Here’s a story of his self-deprecation on glorious display.
… as President Kimball met with Brother Womack and informed him that the Lord had designated him to be the patriarch, there was a protracted silence in the room. Then Brother Womack said: “Brother Kimball, it is my understanding that a patriarch is to place his hands on the head of the person he blesses. As you can see, I have no hands to place on the head of anyone.”
Brother Kimball, in his kind and patient manner, invited Brother Womack to stand behind the chair on which Brother Kimball was seated. He then said, “Now, Brother Womack, lean forward and see if the stumps of your arms will reach the top of my head.” To Brother Womack’s joy, they touched Brother Kimball’s head, and the exclamation came forth, “I can reach you! I can reach you!”
“Of course you can reach me,” responded Brother Kimball. “And if you can reach me, you can reach any whom you bless. I will probably be the shortest person you will ever have seated before you.”
President Kimball reported to us that when the name of James Womack was presented to the stake conference, “the hands of the members shot heavenward in an enthusiastic vote of approval.”
— They Pray and They Go, Thomas S. Monson, April 2002 General Conference.
If you see your height as a disadvantage, make it into a strength. Remember that the Lord gives us all weaknesses to make us humble.
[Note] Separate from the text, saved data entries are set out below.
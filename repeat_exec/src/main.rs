//! Main repeat executable entry point.
//!
//! # Architecture
//!
//! The executable replays a recorded live run against a teach dataset and
//! produces one drive command per processed frame:
//!
//!     - Initialise the session, logging and all modules
//!     - Main loop, one iteration per input event:
//!         - Odometry events update the current pose
//!         - Image events run the frame pipeline:
//!             - Frame admission (odometry gate, decimation)
//!             - Live relative transform derivation
//!             - Image decode
//!             - Localiser -> OffsetEst -> RepeatCtrl
//!             - Command and telemetry archiving
//!
//! Frame processing is strictly serialised: one frame is fully processed
//! before the next event is taken, so the localisation cursor and the
//! previous-pose state are only ever touched from this loop.

// ---------------------------------------------------------------------------
// USE MODULES FROM LIBRARY
// ---------------------------------------------------------------------------

use repeat_lib::{
    data_store::DataStore,
    localiser::{FsImageSource, Localiser},
    offset_est::OffsetEst,
    params::RepeatExecParams,
    path_store::PathStore,
    recorder::Recorder,
    repeat_ctrl::RepeatCtrl,
    replay_client::{ReplayClient, ReplayEvent},
};

// ---------------------------------------------------------------------------
// IMPORTS
// ---------------------------------------------------------------------------

// External
use color_eyre::{eyre::WrapErr, Report};
use log::{debug, info, warn};
use std::path::Path;

// Internal
use util::{
    archive::Archiver,
    host,
    logger::{logger_init, LevelFilter},
    session::Session,
};

// ---------------------------------------------------------------------------
// FUNCTIONS
// ---------------------------------------------------------------------------

/// Executable main function, entry point.
fn main() -> Result<(), Report> {
    // ---- EARLY INITIALISATION ----

    // Initialise session
    let session =
        Session::new("repeat_exec", "sessions").wrap_err("Failed to create the session")?;

    // Initialise logger
    logger_init(LevelFilter::Trace, &session).wrap_err("Failed to initialise logging")?;

    // Log information on this execution
    info!("Repeat Pass Executable\n");
    info!("Running on: {}", host::get_platform_desc());
    info!("Session directory: {:?}\n", session.session_root);

    // ---- LOAD PARAMETERS ----

    let mut exec_params: RepeatExecParams =
        util::params::load("repeat_exec.toml").wrap_err("Could not load exec params")?;

    if exec_params.process_every_nth_frame < 1 {
        warn!("process_every_nth_frame below 1, clamping to 1");
        exec_params.process_every_nth_frame = 1;
    }

    // Keep a record of the resolved parameters with the session
    session.save_json("repeat_exec_params.json", &exec_params);

    info!("Exec parameters loaded");

    // ---- LOAD TEACH DATASET ----

    let path_store =
        PathStore::load(&exec_params.teach_dataset).wrap_err("Could not load the teach dataset")?;

    info!("Teach dataset size: {}", path_store.len());

    // Reference images live alongside the dataset file
    let image_dir = exec_params
        .teach_dataset
        .parent()
        .unwrap_or_else(|| Path::new("."))
        .to_path_buf();
    let image_source = FsImageSource::new(image_dir);

    // ---- INITIALISE MODULES ----

    info!("Initialising modules...");

    let mut localiser =
        Localiser::init("localiser.toml").wrap_err("Failed to initialise the Localiser")?;
    localiser
        .probe_reference(&image_source)
        .wrap_err("Reference image check failed")?;
    info!("Localiser init complete");

    let offset_est =
        OffsetEst::init("offset_est.toml").wrap_err("Failed to initialise the OffsetEst")?;
    info!("OffsetEst init complete");

    let mut repeat_ctrl =
        RepeatCtrl::init("repeat_ctrl.toml").wrap_err("Failed to initialise RepeatCtrl")?;
    info!("RepeatCtrl init complete");

    let mut recorder = match exec_params.save_repeat_data {
        true => {
            let r = Recorder::new(&exec_params.save_dir, exec_params.save_image_resize_px)
                .wrap_err("Failed to initialise the Recorder")?;
            info!("Recorder init complete, saving into {:?}", exec_params.save_dir);
            Some(r)
        }
        false => None,
    };

    info!("Module initialisation complete\n");

    // ---- INITIALISE INPUT AND ARCHIVES ----

    let mut replay_client = ReplayClient::new(&exec_params.replay_dataset_dir)
        .wrap_err("Failed to open the replay run")?;

    info!(
        "Replaying {} input events from {:?}",
        replay_client.remaining(),
        exec_params.replay_dataset_dir
    );

    let mut cmd_archive = Archiver::from_path(&session, "ackermann_cmd.csv")
        .wrap_err("Failed to create the command archive")?;
    let mut match_archive = Archiver::from_path(&session, "localiser_match.csv")
        .wrap_err("Failed to create the match archive")?;
    let mut report_archive = Archiver::from_path(&session, "repeat_ctrl_report.csv")
        .wrap_err("Failed to create the report archive")?;

    // ---- MAIN LOOP ----

    info!("Begining main loop\n");

    let mut ds = DataStore::default();

    while let Some(event) = replay_client.next_event() {
        let image_path = match event {
            // Odometry events just update the current pose
            ReplayEvent::Odom(pose) => {
                ds.current_pose = Some(pose);
                continue;
            }
            ReplayEvent::Image(path) => path,
        };

        // ---- FRAME ADMISSION ----

        // Images arriving before the first odometry update are dropped
        let current = match ds.current_pose {
            Some(p) => p,
            None => {
                warn!(
                    "Waiting until odometry data is received, dropping image {:?}",
                    image_path
                );
                continue;
            }
        };

        // Only process every nth frame
        ds.frame_counter = (ds.frame_counter + 1) % exec_params.process_every_nth_frame;
        if ds.frame_counter != 0 {
            continue;
        }

        ds.start_of_frame(current);

        // ---- LIVE FRAME CONTEXT ----

        // Relative transforms from the previous and the first processed
        // frames. The relative odometry is not consumed by matching yet,
        // only checked for availability.
        let rel_odom = ds.previous_pose.map(|prev| current.relative_to(&prev));
        let rel_pose = ds.first_frame_pose.map(|first| current.relative_to(&first));

        if rel_odom.is_none() {
            info!("Relative odometry transform unavailable, matching continues without it");
        }

        let image = match image::open(&image_path) {
            Ok(i) => i,
            Err(e) => {
                warn!("Unable to decode image {:?}: {}", image_path, e);
                continue;
            }
        };

        // Save the repeat dataset if required
        if let Some(ref mut rec) = recorder {
            if let (Some(ro), Some(rp)) = (rel_odom.as_ref(), rel_pose.as_ref()) {
                if let Err(e) = rec.record(ds.frame_id, &image, ro, rp) {
                    warn!("Unable to save repeat frame {}: {}", ds.frame_id, e);
                }
            }
        }

        // ---- PIPELINE PROCESSING ----

        let m = match localiser.localise(&image, rel_odom.as_ref(), &path_store, &image_source) {
            Ok(m) => m,
            Err(e) => {
                warn!("Localisation failed for frame {}: {}", ds.frame_id, e);
                continue;
            }
        };

        let offsets = offset_est.estimate(
            [m.x_px, m.y_px],
            localiser.patch_size_px(),
            localiser.comparison_size_px()[0],
        );

        let (cmd, report) = repeat_ctrl.proc(m.teach_frame_id, &offsets, &path_store);

        debug!(
            "Frame {} matched teach frame {}, demanding {:.3} m/s at {:.3} rad",
            ds.frame_id, m.teach_frame_id, cmd.speed_ms, cmd.steering_angle_rad
        );

        // ---- ARCHIVES ----

        if let Err(e) = cmd_archive.serialise(cmd) {
            warn!("Could not archive the command: {}", e);
        }
        if let Err(e) = match_archive.serialise(m) {
            warn!("Could not archive the match: {}", e);
        }
        if let Err(e) = report_archive.serialise(report) {
            warn!("Could not archive the controller report: {}", e);
        }

        // ---- FRAME MANAGEMENT ----

        ds.end_of_frame(current, m, cmd);
    }

    // ---- SHUTDOWN ----

    info!("End of replay input");
    info!("Processed {} frames", ds.frame_id);

    if let Some(m) = ds.last_match {
        info!("Final matched teach frame: {}", m.teach_frame_id);
    }
    if let Some(cmd) = ds.last_cmd {
        info!(
            "Final command: {:.3} m/s at {:.3} rad",
            cmd.speed_ms, cmd.steering_angle_rad
        );
    }

    info!("End of execution");

    Ok(())
}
And if men come unto me I will show unto them their weakness. I give unto men weakness that they may be humble; and my grace is sufficient for all men that humble themselves before me; for if they humble themselves before me, and have faith in me, then will I make weak things become strong unto them. Ether 12:27
I’ll tell you a story of a friend of mine. He was a very successful businessman who owned and managed three small businesses. He was probably the wealthiest person I associated with on a regular basis. He was probably 5′-4″ as well, possibly shorter. And he was teased all his life. Even as an adult, friends and enemies alike teased him. But he just took it in stride.
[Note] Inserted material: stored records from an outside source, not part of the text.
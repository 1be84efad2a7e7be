//! # Offset estimator
//!
//! Converts the pixel location of the best patch match into a metric offset
//! of the vehicle from the teach path. The sign convention follows the
//! matched teach frame's coordinate frame: the lateral offset is positive
//! when the vehicle sits to the left of the path, which corresponds to the
//! live patch being found left of the comparison image's horizontal centre.

// ---------------------------------------------------------------------------
// IMPORTS
// ---------------------------------------------------------------------------

// External
use nalgebra::Vector3;
use serde::{Deserialize, Serialize};

// Internal
use util::params;

// ---------------------------------------------------------------------------
// DATA STRUCTURES
// ---------------------------------------------------------------------------

/// Parameters for the offset estimator.
#[derive(Debug, Clone, Serialize, Deserialize)]
pub struct Params {
    /// Scale factor from longitudinal pixel offset to meters.
    pub x_offset_scale_factor: f64,

    /// Scale factor from lateral pixel offset to meters.
    pub y_offset_scale_factor: f64,

    /// Scale factor from heading pixel offset to radians.
    pub yaw_offset_scale_factor: f64,
}

/// The offset estimator.
pub struct OffsetEst {
    params: Params,
}

// ---------------------------------------------------------------------------
// IMPLEMENTATIONS
// ---------------------------------------------------------------------------

impl OffsetEst {
    /// Initialise the offset estimator.
    ///
    /// Expected init data is a path to the parameter file.
    pub fn init(params_path: &str) -> Result<Self, params::LoadError> {
        Ok(Self {
            params: params::load(params_path)?,
        })
    }

    /// Build an estimator from already-loaded parameters.
    pub fn from_params(params: Params) -> Self {
        Self { params }
    }

    /// Estimate the vehicle's offset from the matched teach frame.
    ///
    /// `match_location_px` is the top-left corner of the best patch
    /// placement in comparison-image coordinates. The returned vector is
    /// `(x, y, yaw)` offsets in the matched frame. The longitudinal and
    /// heading components are structurally present but fixed at zero in the
    /// baseline design; the scale factors are retained as extension points
    /// for depth and heading estimation.
    pub fn estimate(
        &self,
        match_location_px: [u32; 2],
        patch_size_px: [u32; 2],
        comparison_width_px: u32,
    ) -> Vector3<f64> {
        // The match location is the patch's top-left corner, the offset is
        // measured from the patch centre
        let patch_centre_x_px = match_location_px[0] as f64 + patch_size_px[0] as f64 / 2.0;

        // Positive when the patch was found left of the image centre, i.e.
        // the vehicle is to the left of the teach path
        let lateral_px = (comparison_width_px / 2) as f64 - patch_centre_x_px;

        Vector3::new(
            self.params.x_offset_scale_factor * 0.0,
            self.params.y_offset_scale_factor * lateral_px,
            self.params.yaw_offset_scale_factor * 0.0,
        )
    }
}

#[cfg(test)]
mod test {
    use super::*;

    fn test_estimator() -> OffsetEst {
        OffsetEst::from_params(Params {
            x_offset_scale_factor: 0.0,
            y_offset_scale_factor: 0.02,
            yaw_offset_scale_factor: 0.0,
        })
    }

    #[test]
    fn test_match_left_of_centre_is_positive() {
        // Comparison width 64, patch width 38: patch at x = 0 centres at
        // 19, so the offset is (32 - 19) * 0.02
        let offsets = test_estimator().estimate([0, 10], [38, 28], 64);

        assert!((offsets[1] - 13.0 * 0.02).abs() < 1e-12);
        assert_eq!(offsets[0], 0.0);
        assert_eq!(offsets[2], 0.0);
    }

    #[test]
    fn test_match_right_of_centre_is_negative() {
        // Patch at x = 26 centres at 45, right of the image centre
        let offsets = test_estimator().estimate([26, 10], [38, 28], 64);

        assert!((offsets[1] - (-13.0 * 0.02)).abs() < 1e-12);
    }

    #[test]
    fn test_match_at_centre_is_zero() {
        // Patch at x = 13 centres exactly on the image centre
        let offsets = test_estimator().estimate([13, 10], [38, 28], 64);

        assert_eq!(offsets[1], 0.0);
    }
}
One day, I had an appointment with him, and I was going to meet with him at one of his businesses. I sat waiting as he was making his rounds to each of his businesses to make the appropriate decisions and directives for the day. I observed the busy bees working away. Then he finally arrived. What a difference!
When he arrived, you could see everyone start to smile a bit more. The stress was almost visibly disappearing upon his arrival.
After he did all he needed and gave the directions for the day, I told him about what I had observed. How does he get people to react like that to him? His response was amazing.
Look at me. I’m not a big guy. (I wondered what that had to do with anything). I grew up in the mean streets of Harlem.
There were gang-bangers and bullies all over. There was no way I was going to be able to fight my way through my childhood. And I just couldn’t spend my life running. So, I got really good at talking my way out of situations. I learned to de-escalate emotions by simply talking to people. I got people to like me. (And truly, everyone loved him).
When I got older, I realized I could use that talent to get people to do things that they wouldn’t do for other people. It has been a real asset in managing personnel. I never have to threaten anyone. I just talk to an employee and they do what I need to get done. That’s why my businesses run well.
This is how you turn a weakness into a strength. Find a way to do that yourself and you will find amazing success.